In 1947, the president of the Dodger’s baseball team, Branch Rickey, hired the first black baseball player, Jackie Robinson, to play professional baseball. He made Mr. Robinson promise that when taunted and tormented, he would never respond, never complain, never talk back, no matter what taunts or trash came at him from players or people out of the stands.

That was 73 years ago, and we’re still demanding black athletes be seen and not heard. If you don’t believe that, just ask Colin Kaepernik.

This past week, I was pulled over for speeding, driving a car with an expired license plate. I was greeted by a smiling police officer, then sent on my way with a friendly warning to slow down. But we know what happens, far too often, when people of color are pulled over, don’t we?

When people of conscience said Black lives matter!, too many others said All lives matter!, as if white lives were equally at risk. Let me remind you of the story in Luke 15, how when a shepherd had 100 sheep and one sheep was in danger, the shepherd did not pretend all sheep lives mattered. He knew the life of the one was especially at risk, was especially endangered, so set about to save the one. Let’s stop with this nonsense that all lives matter, as if all lives are equally at risk, when that is clearly not the case. Now, after 400 years of harassment, of physical and legal bondage, of deprivation, of white feet on black necks, African-Americans have said Enough! No more!, and the response of too many is to complain that windows have been broken. I marvel at the patience and restraint of black Americans, even as too many white Americans are aggrieved, believing their liberties compromised, for being asked to wear a mask during a pandemic.

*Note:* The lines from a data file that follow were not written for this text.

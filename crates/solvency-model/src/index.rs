// Copyright (c) 2025 Felix Kahle.
//
// Permission is hereby granted, free of charge, to any person obtaining
// a copy of this software and associated documentation files (the
// "Software"), to deal in the Software without restriction, including
// without limitation the rights to use, copy, modify, merge, publish,
// distribute, sublicense, and/or sell copies of the Software, and to
// permit persons to whom the Software is furnished to do so, subject to
// the following conditions:
//
// The above copyright notice and this permission notice shall be
// included in all copies or substantial portions of the Software.
//
// THE SOFTWARE IS PROVIDED "AS IS", WITHOUT WARRANTY OF ANY KIND,
// EXPRESS OR IMPLIED, INCLUDING BUT NOT LIMITED TO THE WARRANTIES OF
// MERCHANTABILITY, FITNESS FOR A PARTICULAR PURPOSE AND
// NONINFRINGEMENT. IN NO EVENT SHALL THE AUTHORS OR COPYRIGHT HOLDERS BE
// LIABLE FOR ANY CLAIM, DAMAGES OR OTHER LIABILITY, WHETHER IN AN ACTION
// OF CONTRACT, TORT OR OTHERWISE, ARISING FROM, OUT OF OR IN CONNECTION
// WITH THE SOFTWARE OR THE USE OR OTHER DEALINGS IN THE SOFTWARE.

//! Strongly typed indices for processes and resource types.
//!
//! Both index spaces are plain `usize` positions, so mixing them up compiles
//! silently when raw integers are used. `ProcessIndex` and `ResourceIndex`
//! are transparent wrappers that keep the two apart at the type level.

macro_rules! typed_index {
    ($(#[$meta:meta])* $name:ident, $prefix:literal) => {
        $(#[$meta])*
        #[repr(transparent)]
        #[derive(Clone, Copy, PartialEq, Eq, PartialOrd, Ord, Hash, Default)]
        pub struct $name(usize);

        impl $name {
            /// Creates a new index from a raw position.
            #[inline(always)]
            pub const fn new(index: usize) -> Self {
                Self(index)
            }

            /// Returns the raw position.
            #[inline(always)]
            pub const fn get(&self) -> usize {
                self.0
            }
        }

        impl std::fmt::Debug for $name {
            fn fmt(&self, f: &mut std::fmt::Formatter<'_>) -> std::fmt::Result {
                write!(f, "{}({})", stringify!($name), self.0)
            }
        }

        impl std::fmt::Display for $name {
            fn fmt(&self, f: &mut std::fmt::Formatter<'_>) -> std::fmt::Result {
                write!(f, "{}{}", $prefix, self.0)
            }
        }

        impl From<usize> for $name {
            #[inline(always)]
            fn from(index: usize) -> Self {
                Self::new(index)
            }
        }

        impl From<$name> for usize {
            #[inline(always)]
            fn from(index: $name) -> Self {
                index.0
            }
        }
    };
}

typed_index!(
    /// Identifies a process by its row in the allocation matrices.
    ///
    /// Displayed as `P<n>`, the conventional notation in safe sequences.
    ///
    /// ```rust
    /// # use solvency_model::index::ProcessIndex;
    /// let p = ProcessIndex::new(3);
    /// assert_eq!(p.get(), 3);
    /// assert_eq!(format!("{}", p), "P3");
    /// assert_eq!(format!("{:?}", p), "ProcessIndex(3)");
    /// ```
    ProcessIndex,
    "P"
);

typed_index!(
    /// Identifies a resource type by its column in the allocation matrices.
    ///
    /// Displayed as `R<n>`.
    ResourceIndex,
    "R"
);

We have been the unregulated ocean forgetting its boundaries, sweeping across the land, swamping houses, tearing families apart and asunder. And now we dare cry about windows? In his second inaugural address, Abraham Lincoln, said of the Civil War, “Yet, if God wills that it continue, until all the wealth piled by the bond-man’s two hundred and fifty years of unrequited toil shall be sunk, and until every drop of blood drawn with the lash, shall be paid by another drawn with the sword, as was said four thousand years ago, so still it must be said “the judgments of the Lord, are true and righteous altogether.”

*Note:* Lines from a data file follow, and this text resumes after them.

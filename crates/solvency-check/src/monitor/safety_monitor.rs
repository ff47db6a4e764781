// Copyright (c) 2025 Felix Kahle.
//
// Permission is hereby granted, free of charge, to any person obtaining
// a copy of this software and associated documentation files (the
// "Software"), to deal in the Software without restriction, including
// without limitation the rights to use, copy, modify, merge, publish,
// distribute, sublicense, and/or sell copies of the Software, and to
// permit persons to whom the Software is furnished to do so, subject to
// the following conditions:
//
// The above copyright notice and this permission notice shall be
// included in all copies or substantial portions of the Software.
//
// THE SOFTWARE IS PROVIDED "AS IS", WITHOUT WARRANTY OF ANY KIND,
// EXPRESS OR IMPLIED, INCLUDING BUT NOT LIMITED TO THE WARRANTIES OF
// MERCHANTABILITY, FITNESS FOR A PARTICULAR PURPOSE AND
// NONINFRINGEMENT. IN NO EVENT SHALL THE AUTHORS OR COPYRIGHT HOLDERS BE
// LIABLE FOR ANY CLAIM, DAMAGES OR OTHER LIABILITY, WHETHER IN AN ACTION
// OF CONTRACT, TORT OR OTHERWISE, ARISING FROM, OUT OF OR IN CONNECTION
// WITH THE SOFTWARE OR THE USE OR OTHER DEALINGS IN THE SOFTWARE.

//! Safety scan monitoring interface
//!
//! Declares the `SafetyMonitor` trait and `BlockReason` for observing a
//! safety evaluation. Monitors see every scan event but cannot influence the
//! verdict; they exist for tracing, timing and test instrumentation.
//!
//! Lifecycle
//! - enter → {finished | blocked}* per visit → pass completed at each wrap → exit
//! - The terminal visit that decides the verdict produces no per-visit event.
//! - `SafetyStatistics` is provided to every callback.
//!
//! Design notes
//! - Methods take `&mut self`; monitors are assumed single-threaded.
//! - `&mut M` is itself a monitor, so callers can keep ownership of a
//!   monitor and inspect it after the evaluation.

use crate::{outcome::SafetyVerdict, stats::SafetyStatistics};
use num_traits::{PrimInt, Signed};
use solvency_model::{index::ProcessIndex, state::ResourceState};

/// Why a visited process was not simulated to completion.
#[derive(Clone, Copy, PartialEq, Eq, Debug, Hash)]
pub enum BlockReason {
    /// The process was already simulated to completion in an earlier visit.
    AlreadyDone,
    /// The process needs more of some resource than is currently available.
    InsufficientResources,
}

impl std::fmt::Display for BlockReason {
    fn fmt(&self, f: &mut std::fmt::Formatter<'_>) -> std::fmt::Result {
        match self {
            BlockReason::AlreadyDone => write!(f, "AlreadyDone"),
            BlockReason::InsufficientResources => write!(f, "InsufficientResources"),
        }
    }
}

/// Trait for observing a safety evaluation.
pub trait SafetyMonitor<T>
where
    T: PrimInt + Signed,
{
    /// Returns the name of the monitor.
    fn name(&self) -> &str;
    /// Called once before the first visit.
    fn on_enter_scan(&mut self, state: &ResourceState<T>, statistics: &SafetyStatistics);
    /// Called once after the verdict is known.
    fn on_exit_scan(&mut self, verdict: &SafetyVerdict, statistics: &SafetyStatistics);
    /// Called when `process` is simulated to completion; `available` is the
    /// working pool after its holdings were released.
    fn on_process_finished(
        &mut self,
        process: ProcessIndex,
        available: &[T],
        statistics: &SafetyStatistics,
    );
    /// Called when a visit to `process` makes no progress.
    fn on_process_blocked(
        &mut self,
        process: ProcessIndex,
        reason: BlockReason,
        statistics: &SafetyStatistics,
    );
    /// Called when the scan wraps around after the last process.
    /// `pass` is the number of passes completed so far.
    fn on_pass_completed(&mut self, pass: u64, statistics: &SafetyStatistics);
}

impl<T, M> SafetyMonitor<T> for &mut M
where
    T: PrimInt + Signed,
    M: SafetyMonitor<T> + ?Sized,
{
    #[inline(always)]
    fn name(&self) -> &str {
        (**self).name()
    }

    #[inline(always)]
    fn on_enter_scan(&mut self, state: &ResourceState<T>, statistics: &SafetyStatistics) {
        (**self).on_enter_scan(state, statistics);
    }

    #[inline(always)]
    fn on_exit_scan(&mut self, verdict: &SafetyVerdict, statistics: &SafetyStatistics) {
        (**self).on_exit_scan(verdict, statistics);
    }

    #[inline(always)]
    fn on_process_finished(
        &mut self,
        process: ProcessIndex,
        available: &[T],
        statistics: &SafetyStatistics,
    ) {
        (**self).on_process_finished(process, available, statistics);
    }

    #[inline(always)]
    fn on_process_blocked(
        &mut self,
        process: ProcessIndex,
        reason: BlockReason,
        statistics: &SafetyStatistics,
    ) {
        (**self).on_process_blocked(process, reason, statistics);
    }

    #[inline(always)]
    fn on_pass_completed(&mut self, pass: u64, statistics: &SafetyStatistics) {
        (**self).on_pass_completed(pass, statistics);
    }
}

impl<T> std::fmt::Debug for dyn SafetyMonitor<T>
where
    T: PrimInt + Signed,
{
    fn fmt(&self, f: &mut std::fmt::Formatter<'_>) -> std::fmt::Result {
        write!(f, "SafetyMonitor({})", self.name())
    }
}

impl<T> std::fmt::Display for dyn SafetyMonitor<T>
where
    T: PrimInt + Signed,
{
    fn fmt(&self, f: &mut std::fmt::Formatter<'_>) -> std::fmt::Result {
        write!(f, "SafetyMonitor({})", self.name())
    }
}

I don’t know how many windows will be broken, and to be honest, I don’t care. Glass is just sand, calcium carbonate, sodium carbonate, and a lot of heat. So I don’t care whether windows are broken. But I do care how many black lives have been broken because of our failure to grow up, to regulate ourselves. I do care that our white lives have been like a virus to black lives, how with stamina and determination we have crossed the boundaries of decency to protect our privileges, overwhelming and infecting the lives of black America. Now our black neighbors and friends, laid low by the disease of racism, are demanding access to the medicine of justice. And God, who is always on the side of the beaten down, is watching. God is watching.

If water could talk, each drop in every overpowering wave would say it was just a drop. Each drop would humbly cite its modest power, oblivious to its collective energy and power. Just so, our single lives, though seemingly powerless and ineffective, have as a collective power acted as a tidal wave, often swamping the lives of black Americans, reducing them to ruin.

To be grown up is to self-regulate, which means in this hour we must be acutely aware of the power we wield for good and for ill. Friends, I pray that God, at the moment of our judging, find you and I mending what we have consciously and unconsciously helped destroy. Let it be said of us, as Quakers, that the power of our lives was finally and ultimately devoted to good.